The marriage between Health Crisis Network and Community Research Initiative illustrates the shifting reality of the AIDS epidemic.

At the same time that powerful new medicines are helping people live longer, the stream of support from government and private sources is failing to keep pace, causing financial crises at AIDS agencies across the nation.

Health Crisis Network discovered in the past two months that it was not immune from those pressures. Launched 15 years ago at the start of the epidemic, Health Crisis grew into an agency providing services to 900 people a month.

Such agencies spend much of their time hanging by a thin reed. It snapped at Health Crisis in January. A bureaucratic snafu conspired with lackluster money raising results to create a financial crisis so severe that 15 workers were laid off, the remaining staff was furloughed for 2-1/2 weeks and all but essential services were curtailed.

The news continued to be gloomy this week, after Health Crisis tallied the donations taken in from AIDS Walk Miami, one of the agency's two major money-generating events.
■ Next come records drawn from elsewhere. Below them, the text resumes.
impl Dispatcher {
    /// Resolve `event` against `table` and dispatch every surviving route,
    /// returning the egress results of every target actually attempted.
    /// An empty route match is the `no-route` case and returns `Ok(vec![])`
    /// after an audit write, not an error (spec.md §4.2).
    pub async fn dispatch(
        &self,
        event: &Event,
        table: &RouteTable,
        ctx: &EventContext,
    ) -> Result<Vec<EgressResult>, RouterError> {
        let bindings = resolve(event, table, &self.command_prefixes);
        if bindings.is_empty() {
            self.audit(event, None, AuditDecision::NoRoute, serde_json::json!({}))
                .await;
            return Ok(Vec::new());
        }

        let (ordered, unordered): (Vec<_>, Vec<_>) =
            bindings.into_iter().partition(|b| b.route.ordered);

        let mut results = Vec::new();
        for binding in ordered {
            results.extend(self.process_binding(event, binding, ctx).await);
        }

        let unordered_futures = unordered
            .into_iter()
            .map(|binding| self.process_binding(event, binding, ctx));
        let unordered_results = futures::future::join_all(unordered_futures).await;
        results.extend(unordered_results.into_iter().flatten());

        Ok(results)
    }

    /// Names of every registered adapter, for `/healthz` reporting.
    #[must_use]
    pub fn adapter_names(&self) -> Vec<&str> {
        self.adapters.list()
    }

    /// Rolling health counters for a registered adapter, if it tracks them.
    /// `None` if `adapter` isn't registered or doesn't expose a snapshot.
    #[must_use]
    pub fn adapter_health(&self, adapter: &str) -> Option<AdapterHealthSnapshot> {
        self.adapters.get(adapter)?.health_snapshot()
    }

    /// Current circuit-breaker state for `adapter`. Creates the breaker
    /// (in `Closed` state) if none has been consulted yet, so this never
    /// fails for the purpose of a health report.
    #[must_use]
    pub async fn circuit_state(&self, adapter: &str) -> CircuitState {
        self.circuit_breakers.get_or_create(adapter).state().await
    }

    async fn process_binding(
        &self,
        event: &Event,
        binding: RouteBinding,
        ctx: &EventContext,
    ) -> Vec<EgressResult> {
        let route_id = binding.route.id.clone();

        if ctx.is_expired() {
            self.audit(
                event,
                Some(&route_id),
                AuditDecision::DeadlineExceeded,
                serde_json::json!({}),
            )
            .await;
            return Vec::new();
        }

        self.audit(event, Some(&route_id), AuditDecision::Routed, serde_json::json!({}))
            .await;

        let (granted_scopes, envelope) = match self
            .permissions
            .authorize(&event.community_id, &binding.route.module, &binding.route.required_scopes)
            .await
        {
            Ok(result) => result,
            Err(err) => {
                self.audit(
                    event,
                    Some(&route_id),
                    AuditDecision::DeniedPerm,
                    serde_json::json!({ "error": err.to_string() }),
                )
                .await;
                return Vec::new();
            }
        };

        let (capacity, refill) = binding.route.rate_limit_class.default_bucket_params();
        let module_key = StateKey::new(
            event.community_id.clone(),
            KeyKind::RateLimit,
            format!("mod:{}", binding.route.module),
        );
        let principal_key = StateKey::new(
            event.community_id.clone(),
            KeyKind::RateLimit,
            format!("user:{}", event.user.id),
        );
        let params = BucketParams {
            capacity,
            refill_per_second: refill,
        };
        let decision = self
            .rate_limiter
            .check_dual(&module_key, params, &principal_key, params)
            .await;
        if let chatrouter_state::RateLimitDecision::Denied { bucket_id } = decision {
            self.audit(
                event,
                Some(&route_id),
                AuditDecision::DeniedRate,
                serde_json::json!({ "bucket_id": bucket_id }),
            )
            .await;
            return Vec::new();
        }

        let request = ExecuteRequest::new(
            event.community_id.clone(),
            event.user.clone(),
            event.entity.clone(),
            binding.route.module.clone(),
            binding.matched_command.clone(),
            binding.context_text.clone(),
            granted_scopes,
            envelope,
        );

        let response = if binding.route.cache_policy.is_enabled() {
            self.dispatch_cached(event, &binding, &request, ctx).await
        } else {
            self.dispatch_uncached(event, &binding, &request, ctx).await
        };

        self.fan_out(event, &binding, &response).await
    }

    async fn dispatch_cached(
        &self,
        event: &Event,
        binding: &RouteBinding,
        request: &ExecuteRequest,
        ctx: &EventContext,
    ) -> ExecuteResponse {
        let role_bucket = "default";
        let user_scoped = binding
            .route
            .cache_policy
            .user_scoped
            .then_some(event.user.id.as_str());
        let fingerprint = compute_fingerprint(
            &event.community_id,
            &binding.route.module,
            &request.command,
            &request.context_text,
            role_bucket,
            user_scoped,
        );

        let cache_failures = binding.route.cache_policy.cache_failures;
        let ttl = binding.route.cache_policy.ttl.unwrap_or_default();

        let computed_fresh = std::sync::atomic::AtomicBool::new(false);
        let result = self
            .cache
            .get_or_compute(&fingerprint, || async {
                computed_fresh.store(true, std::sync::atomic::Ordering::SeqCst);
                let response = self.execute_with_resilience(event, binding, request, ctx).await;
                let entry_ttl = if response.is_cacheable(cache_failures) {
                    ttl
                } else {
                    std::time::Duration::ZERO
                };
                Ok::<_, String>((response, entry_ttl))
            })
            .await;

        match result {
            Ok(response) => {
                if !computed_fresh.load(std::sync::atomic::Ordering::SeqCst) {
                    self.audit(
                        event,
                        Some(&binding.route.id),
                        AuditDecision::CacheHit,
                        serde_json::json!({ "fingerprint": fingerprint }),
                    )
                    .await;
                }
                response
            }
            Err(err) => ExecuteResponse::failure(format!("cache compute failed: {err}")),
        }
    }

    async fn dispatch_uncached(
        &self,
        event: &Event,
        binding: &RouteBinding,
        request: &ExecuteRequest,
        ctx: &EventContext,
    ) -> ExecuteResponse {
        self.execute_with_resilience(event, binding, request, ctx).await
    }

    /// Circuit breaker + retry guarded adapter call (spec.md §4.6 steps
    /// 2-5, §4.8: "the breaker is consulted before retry logic").
    async fn execute_with_resilience(
        &self,
        event: &Event,
        binding: &RouteBinding,
        request: &ExecuteRequest,
        ctx: &EventContext,
    ) -> ExecuteResponse {
        let module = binding.route.module.as_str();
        let Some(adapter) = self.adapters.get(module) else {
            self.audit(
                event,
                Some(&binding.route.id),
                AuditDecision::Failed,
                serde_json::json!({ "error": "unknown function" }),
            )
            .await;
            return ExecuteResponse::failure(format!("unknown adapter for module {module}"));
        };

        let breaker = self.circuit_breakers.get_or_create(module);
        if breaker.try_acquire_permit().await == Permit::Denied {
            self.audit(
                event,
                Some(&binding.route.id),
                AuditDecision::Failed,
                serde_json::json!({ "error": "circuit open" }),
            )
            .await;
            return ExecuteResponse::failure("circuit open");
        }

        let retry_fut = retry_with_backoff(
            &self.retry_policy,
            |_attempt| {
                let adapter = adapter.clone();
                async move { adapter.execute(request, ctx).await }
            },
            FailureClass::from_adapter_error,
        );

        // Bound the whole retry sequence (every attempt plus backoff sleeps)
        // by the event's remaining deadline, and let an explicit cancel win
        // the same way. Whichever branch loses is dropped, which cancels any
        // adapter call still in flight (spec.md §5, §8 S7).
        let outcome = tokio::select! {
            result = retry_fut => Some(result),
            () = tokio::time::sleep(ctx.remaining()) => None,
            () = ctx.cancellation_token().cancelled() => None,
        };

        match outcome {
            Some(Ok(response)) => {
                breaker.record_success().await;
                self.audit(
                    event,
                    Some(&binding.route.id),
                    AuditDecision::Dispatched,
                    serde_json::json!({ "success": response.success }),
                )
                .await;
                response
            }
            Some(Err(err)) => {
                if FailureClass::from_adapter_error(&err) == FailureClass::Transient {
                    breaker.record_failure().await;
                }
                self.audit(
                    event,
                    Some(&binding.route.id),
                    AuditDecision::Failed,
                    serde_json::json!({ "error": err.to_string() }),
                )
                .await;
                ExecuteResponse::failure(err.to_string())
            }
            None => {
                breaker.record_failure().await;
                self.audit(
                    event,
                    Some(&binding.route.id),
                    AuditDecision::DeadlineExceeded,
                    serde_json::json!({ "adapter": module }),
                )
                .await;
                ExecuteResponse::failure("deadline exceeded")
            }
        }
    }

    /// Forward a response to every target it declares, each independently,
    /// recording a per-target `egress-result` audit row (spec.md §4.9:
    /// "failures on one target do not cancel others").
    ///
    /// The response's own `targets` list drives fan-out when the adapter set
    /// one (spec.md §4.9: "each `ExecuteResponse` carries a target list; the
    /// egress component resolves each target") -- an `Explicit` route narrows
    /// that list to its declared platform set, a `SameAsOrigin` route takes it
    /// as-is. Only when the response names no targets does the route's static
    /// `target_selection` supply the fan-out list on its own.
    async fn fan_out(
        &self,
        event: &Event,
        binding: &RouteBinding,
        response: &ExecuteResponse,
    ) -> Vec<EgressResult> {
        let targets = if response.targets.is_empty() {
            match &binding.route.target_selection {
                TargetSelection::SameAsOrigin => {
                    vec![EgressTarget::Platform(event.platform.to_string())]
                }
                TargetSelection::Explicit { platforms } => platforms
                    .iter()
                    .cloned()
                    .map(EgressTarget::Platform)
                    .collect(),
            }
        } else {
            match &binding.route.target_selection {
                TargetSelection::SameAsOrigin => response.targets.clone(),
                TargetSelection::Explicit { platforms } => response
                    .targets
                    .iter()
                    .filter(|target| platforms.iter().any(|p| p == target.platform_name()))
                    .cloned()
                    .collect(),
            }
        };

        let mut results = Vec::with_capacity(targets.len());
        for target in &targets {
            let platform = target.platform_name();
            let result = match self.egress.get(platform) {
                Some(sink) => match sink.send(&event.entity, response).await {
                    Ok(()) => EgressResult {
                        platform: platform.to_owned(),
                        status: EgressStatus::Ok,
                        error: None,
                    },
                    Err(error) => EgressResult {
                        platform: platform.to_owned(),
                        status: EgressStatus::Failed,
                        error: Some(error),
                    },
                },
                None => {
                    warn!(platform, "no egress sink registered");
                    EgressResult {
                        platform: platform.to_owned(),
                        status: EgressStatus::Failed,
                        error: Some("no egress sink registered".into()),
                    }
                }
            };
            self.audit(
                event,
                Some(&binding.route.id),
                AuditDecision::EgressResult,
                serde_json::json!({ "platform": &result.platform, "status": result.status }),
            )
            .await;
            results.push(result);
        }
        results
    }

    async fn audit(
        &self,
        event: &Event,
        route_id: Option<&str>,
        decision: AuditDecision,
        outcome_details: serde_json::Value,
    ) {
        let mut record = AuditRecord::new(
            event.id.clone(),
            event.correlation_id.clone(),
            event.community_id.to_string(),
            decision,
            outcome_details,
        );
        if let Some(route_id) = route_id {
            record = record.with_route(route_id);
        }
        if let Err(err) = self.audit.record(record).await {
            debug!(?err, "audit sink unavailable");
        }
    }
}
The total: $500,000 -- about $200,000 less than expected.

Talks between the agencies that began in January reached a conclusion this week when the boards of each voted to merge.

"At a time when funders are challenging us to do more with less and avoid redundancy, we clearly have come up with a plan that will do that," said Rick Siclari, the only executive director in Community Research Initiative's nine-year history. "The whole is going to be greater than the sum of the parts."

Siclari will be the executive director of the merged agency. Other details -- including a name and where the headquarters will be -- have not been settled.

Health Crisis has a budget of $3.5 million a year and a staff of about about 85. Community Research has an annual budget of $1.3 million and a staff of 23.

No major layoffs are expected. And that, in part, is a reflection of the varying missions of the agency.

Health Crisis Network's charge is education, prevention and helping people with AIDS and HIV navigate the labyrinth of services. For instance, it provides rides to medical appointments and support groups for people coping with the ravages of the disease.

Community Research Initiative labors to make the newest medicines available to patients by enrolling them in drug trials. Since its inception, the agency has been involved in more than 45 trials, including tests of two medicines from the most powerful class of AIDS drugs, protease inhibitors.

Leaders of both agencies hope that the merger will give more patients -- especially low-incomepatients -- access to more drugs.

People living with the disease, ensnared in the tumult of Health Crisis' financial crisis, weren't so hopeful Friday night.

"I still have a lot of questions," said Yolanda Hernandez, who gets services through Health Crisis Network. "It's all very scary."